• _PROBLEM TO WORK ON_:
Each line of the records that holds the word "Copy" should be copied out.

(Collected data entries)
== Segment start ==

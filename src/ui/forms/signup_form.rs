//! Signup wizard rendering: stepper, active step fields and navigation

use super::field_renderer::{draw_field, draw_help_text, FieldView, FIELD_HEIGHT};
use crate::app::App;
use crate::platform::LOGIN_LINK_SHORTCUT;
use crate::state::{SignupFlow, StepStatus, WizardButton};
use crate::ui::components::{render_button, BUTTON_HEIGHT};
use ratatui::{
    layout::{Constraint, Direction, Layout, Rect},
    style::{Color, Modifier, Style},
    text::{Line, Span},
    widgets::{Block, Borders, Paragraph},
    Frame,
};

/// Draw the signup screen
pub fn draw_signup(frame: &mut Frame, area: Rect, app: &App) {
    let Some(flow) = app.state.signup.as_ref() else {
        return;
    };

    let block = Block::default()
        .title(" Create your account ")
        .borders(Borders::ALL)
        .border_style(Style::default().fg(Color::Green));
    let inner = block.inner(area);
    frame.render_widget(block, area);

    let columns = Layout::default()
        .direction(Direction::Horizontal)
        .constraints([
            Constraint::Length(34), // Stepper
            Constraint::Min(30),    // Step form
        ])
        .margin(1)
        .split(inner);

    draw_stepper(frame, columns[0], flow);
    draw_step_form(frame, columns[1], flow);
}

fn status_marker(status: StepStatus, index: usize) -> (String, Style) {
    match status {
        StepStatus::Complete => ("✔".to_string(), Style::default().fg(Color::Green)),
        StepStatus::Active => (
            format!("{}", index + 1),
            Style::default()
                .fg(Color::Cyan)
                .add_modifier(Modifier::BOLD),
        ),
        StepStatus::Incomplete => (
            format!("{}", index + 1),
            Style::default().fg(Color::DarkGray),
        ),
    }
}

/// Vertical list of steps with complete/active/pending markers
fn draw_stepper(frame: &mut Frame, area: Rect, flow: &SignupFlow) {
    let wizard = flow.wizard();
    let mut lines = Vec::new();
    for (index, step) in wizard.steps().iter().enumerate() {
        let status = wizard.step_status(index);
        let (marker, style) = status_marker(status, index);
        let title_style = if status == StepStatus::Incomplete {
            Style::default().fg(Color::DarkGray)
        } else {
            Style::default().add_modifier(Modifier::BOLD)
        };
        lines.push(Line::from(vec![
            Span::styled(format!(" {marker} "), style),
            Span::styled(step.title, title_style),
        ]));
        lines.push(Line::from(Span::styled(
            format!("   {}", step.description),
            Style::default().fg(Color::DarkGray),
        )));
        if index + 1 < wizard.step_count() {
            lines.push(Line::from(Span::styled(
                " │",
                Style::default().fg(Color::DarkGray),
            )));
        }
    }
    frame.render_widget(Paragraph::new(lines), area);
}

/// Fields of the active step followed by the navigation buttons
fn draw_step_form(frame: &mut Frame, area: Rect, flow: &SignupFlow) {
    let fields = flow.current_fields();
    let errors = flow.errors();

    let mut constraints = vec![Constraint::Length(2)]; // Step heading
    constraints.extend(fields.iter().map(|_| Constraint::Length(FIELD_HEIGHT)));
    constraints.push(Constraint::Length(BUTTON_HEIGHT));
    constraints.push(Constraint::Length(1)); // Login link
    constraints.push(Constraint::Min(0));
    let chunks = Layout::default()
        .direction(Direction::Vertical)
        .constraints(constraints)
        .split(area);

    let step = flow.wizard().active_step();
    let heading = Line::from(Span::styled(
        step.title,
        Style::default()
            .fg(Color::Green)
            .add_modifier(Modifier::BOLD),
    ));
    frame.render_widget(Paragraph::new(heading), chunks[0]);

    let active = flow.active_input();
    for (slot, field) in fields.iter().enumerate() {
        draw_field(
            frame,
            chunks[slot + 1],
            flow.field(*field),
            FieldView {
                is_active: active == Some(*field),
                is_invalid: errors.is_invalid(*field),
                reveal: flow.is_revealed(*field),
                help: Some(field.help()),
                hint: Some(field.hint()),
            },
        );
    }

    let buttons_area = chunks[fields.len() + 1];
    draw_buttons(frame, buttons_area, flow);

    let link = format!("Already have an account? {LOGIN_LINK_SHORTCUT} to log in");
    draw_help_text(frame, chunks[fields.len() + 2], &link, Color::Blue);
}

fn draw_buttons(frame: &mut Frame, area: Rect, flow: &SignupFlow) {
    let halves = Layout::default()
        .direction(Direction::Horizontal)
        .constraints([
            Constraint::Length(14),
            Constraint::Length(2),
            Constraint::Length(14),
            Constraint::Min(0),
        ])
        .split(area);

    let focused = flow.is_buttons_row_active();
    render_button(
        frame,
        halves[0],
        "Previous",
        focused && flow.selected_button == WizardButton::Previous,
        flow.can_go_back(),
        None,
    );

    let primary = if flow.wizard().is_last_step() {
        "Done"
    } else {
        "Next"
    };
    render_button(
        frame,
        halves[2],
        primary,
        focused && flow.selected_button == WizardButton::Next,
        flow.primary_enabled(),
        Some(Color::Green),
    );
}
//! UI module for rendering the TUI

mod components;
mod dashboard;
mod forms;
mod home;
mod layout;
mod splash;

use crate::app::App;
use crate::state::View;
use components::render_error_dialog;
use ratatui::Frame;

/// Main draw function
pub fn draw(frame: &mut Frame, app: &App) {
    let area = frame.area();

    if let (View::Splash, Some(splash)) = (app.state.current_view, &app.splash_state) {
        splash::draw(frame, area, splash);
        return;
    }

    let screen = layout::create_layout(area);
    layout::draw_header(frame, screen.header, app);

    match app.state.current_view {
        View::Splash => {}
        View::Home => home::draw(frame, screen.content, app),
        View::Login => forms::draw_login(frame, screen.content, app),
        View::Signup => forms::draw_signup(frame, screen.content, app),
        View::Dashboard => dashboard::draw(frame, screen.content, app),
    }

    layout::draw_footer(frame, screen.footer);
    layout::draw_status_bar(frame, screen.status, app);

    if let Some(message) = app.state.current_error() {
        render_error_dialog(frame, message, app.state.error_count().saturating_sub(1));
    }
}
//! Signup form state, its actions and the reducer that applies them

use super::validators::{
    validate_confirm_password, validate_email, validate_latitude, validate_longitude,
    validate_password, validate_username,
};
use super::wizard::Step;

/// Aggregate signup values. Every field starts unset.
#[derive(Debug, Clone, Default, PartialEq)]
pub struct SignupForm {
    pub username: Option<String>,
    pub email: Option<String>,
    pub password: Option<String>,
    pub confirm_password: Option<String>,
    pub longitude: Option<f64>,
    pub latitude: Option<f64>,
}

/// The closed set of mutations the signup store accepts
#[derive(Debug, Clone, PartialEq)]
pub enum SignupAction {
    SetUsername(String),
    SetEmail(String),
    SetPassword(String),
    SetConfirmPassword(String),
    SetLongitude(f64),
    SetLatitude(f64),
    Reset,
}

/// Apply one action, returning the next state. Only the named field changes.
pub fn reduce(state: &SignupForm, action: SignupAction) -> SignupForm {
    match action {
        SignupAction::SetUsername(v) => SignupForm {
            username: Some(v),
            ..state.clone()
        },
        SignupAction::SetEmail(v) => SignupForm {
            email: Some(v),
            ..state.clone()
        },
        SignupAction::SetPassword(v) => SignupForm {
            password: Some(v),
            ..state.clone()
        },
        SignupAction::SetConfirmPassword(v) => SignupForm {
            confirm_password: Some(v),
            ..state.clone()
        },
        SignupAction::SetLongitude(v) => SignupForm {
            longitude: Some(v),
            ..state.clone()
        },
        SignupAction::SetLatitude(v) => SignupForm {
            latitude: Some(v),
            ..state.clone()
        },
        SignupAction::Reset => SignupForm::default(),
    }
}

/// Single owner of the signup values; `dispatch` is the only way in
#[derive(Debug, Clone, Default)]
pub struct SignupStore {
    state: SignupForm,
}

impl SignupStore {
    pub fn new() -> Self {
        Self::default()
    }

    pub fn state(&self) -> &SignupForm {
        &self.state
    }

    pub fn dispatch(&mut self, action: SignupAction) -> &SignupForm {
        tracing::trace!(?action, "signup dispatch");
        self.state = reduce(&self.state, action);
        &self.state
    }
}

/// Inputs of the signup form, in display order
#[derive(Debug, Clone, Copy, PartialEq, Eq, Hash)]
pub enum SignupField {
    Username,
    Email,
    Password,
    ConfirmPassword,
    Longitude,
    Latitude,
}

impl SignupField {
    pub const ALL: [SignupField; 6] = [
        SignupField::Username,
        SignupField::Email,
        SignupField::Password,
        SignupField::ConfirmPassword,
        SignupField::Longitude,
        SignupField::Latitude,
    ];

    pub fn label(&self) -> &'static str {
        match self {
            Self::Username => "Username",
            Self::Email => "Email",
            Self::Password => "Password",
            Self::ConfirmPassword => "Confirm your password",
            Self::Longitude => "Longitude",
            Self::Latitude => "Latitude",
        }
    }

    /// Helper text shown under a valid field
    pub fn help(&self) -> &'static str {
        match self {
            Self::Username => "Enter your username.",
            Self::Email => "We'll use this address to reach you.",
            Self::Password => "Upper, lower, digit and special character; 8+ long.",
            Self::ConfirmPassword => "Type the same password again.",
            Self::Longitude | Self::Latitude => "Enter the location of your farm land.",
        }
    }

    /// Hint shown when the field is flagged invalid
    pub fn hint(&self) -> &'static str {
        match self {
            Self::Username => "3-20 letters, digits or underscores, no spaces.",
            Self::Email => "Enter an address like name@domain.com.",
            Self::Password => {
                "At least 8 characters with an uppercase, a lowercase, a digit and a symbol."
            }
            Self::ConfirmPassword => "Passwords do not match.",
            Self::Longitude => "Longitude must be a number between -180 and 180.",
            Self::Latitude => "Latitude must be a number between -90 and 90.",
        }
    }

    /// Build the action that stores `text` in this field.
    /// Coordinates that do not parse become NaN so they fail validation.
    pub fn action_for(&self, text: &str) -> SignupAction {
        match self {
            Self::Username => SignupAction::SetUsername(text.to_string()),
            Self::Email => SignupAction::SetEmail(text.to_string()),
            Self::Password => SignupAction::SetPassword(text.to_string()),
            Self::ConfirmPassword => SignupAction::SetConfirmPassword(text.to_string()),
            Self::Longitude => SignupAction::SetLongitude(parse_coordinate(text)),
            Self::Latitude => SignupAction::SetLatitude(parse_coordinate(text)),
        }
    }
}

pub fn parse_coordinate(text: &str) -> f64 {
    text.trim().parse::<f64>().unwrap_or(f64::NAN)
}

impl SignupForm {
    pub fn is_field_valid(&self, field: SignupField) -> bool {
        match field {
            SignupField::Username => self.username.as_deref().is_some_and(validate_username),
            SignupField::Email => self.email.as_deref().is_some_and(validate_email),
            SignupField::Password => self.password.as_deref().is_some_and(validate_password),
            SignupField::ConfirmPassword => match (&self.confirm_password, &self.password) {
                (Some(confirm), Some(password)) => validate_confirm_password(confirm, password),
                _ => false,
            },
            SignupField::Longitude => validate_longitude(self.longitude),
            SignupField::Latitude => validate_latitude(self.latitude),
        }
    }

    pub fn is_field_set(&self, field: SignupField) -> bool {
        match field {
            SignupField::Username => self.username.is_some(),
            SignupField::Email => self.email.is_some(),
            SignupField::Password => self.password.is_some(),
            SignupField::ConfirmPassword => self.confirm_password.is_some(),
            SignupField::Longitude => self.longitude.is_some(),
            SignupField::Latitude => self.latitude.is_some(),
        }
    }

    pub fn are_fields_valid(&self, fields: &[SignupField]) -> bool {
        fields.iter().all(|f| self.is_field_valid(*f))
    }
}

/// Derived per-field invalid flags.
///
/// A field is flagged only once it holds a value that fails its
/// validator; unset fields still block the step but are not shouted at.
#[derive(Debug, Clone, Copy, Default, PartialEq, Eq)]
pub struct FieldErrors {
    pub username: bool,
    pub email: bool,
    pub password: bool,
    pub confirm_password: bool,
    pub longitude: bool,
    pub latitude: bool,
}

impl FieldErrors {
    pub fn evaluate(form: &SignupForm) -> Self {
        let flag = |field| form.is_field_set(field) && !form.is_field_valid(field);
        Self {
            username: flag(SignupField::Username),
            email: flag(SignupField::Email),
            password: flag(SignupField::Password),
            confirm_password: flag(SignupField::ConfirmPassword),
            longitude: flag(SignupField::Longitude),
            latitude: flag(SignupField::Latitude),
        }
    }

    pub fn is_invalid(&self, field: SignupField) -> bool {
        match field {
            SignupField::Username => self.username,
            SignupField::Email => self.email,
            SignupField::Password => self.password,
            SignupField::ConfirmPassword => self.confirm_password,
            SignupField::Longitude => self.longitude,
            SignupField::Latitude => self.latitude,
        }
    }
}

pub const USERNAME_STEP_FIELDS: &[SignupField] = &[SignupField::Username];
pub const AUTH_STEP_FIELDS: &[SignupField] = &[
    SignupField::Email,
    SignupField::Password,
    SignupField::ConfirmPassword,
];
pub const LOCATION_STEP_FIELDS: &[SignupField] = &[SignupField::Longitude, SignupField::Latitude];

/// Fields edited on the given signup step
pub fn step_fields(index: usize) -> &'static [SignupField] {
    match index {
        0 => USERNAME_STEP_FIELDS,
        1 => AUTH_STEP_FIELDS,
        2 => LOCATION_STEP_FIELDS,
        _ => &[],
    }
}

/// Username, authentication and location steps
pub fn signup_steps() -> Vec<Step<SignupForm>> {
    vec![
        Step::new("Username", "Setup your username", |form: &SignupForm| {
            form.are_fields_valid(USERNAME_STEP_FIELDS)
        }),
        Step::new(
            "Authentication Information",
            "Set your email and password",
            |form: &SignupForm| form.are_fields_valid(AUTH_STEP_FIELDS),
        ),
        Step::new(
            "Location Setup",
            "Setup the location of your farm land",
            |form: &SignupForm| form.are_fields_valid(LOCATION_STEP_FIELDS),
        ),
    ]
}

== Segment end ==

• _SOLUTION_:
#[derive(Debug, Clone, Copy, PartialEq, Eq, Hash)]
#[derive(Debug, Clone, Copy, Default, PartialEq, Eq)]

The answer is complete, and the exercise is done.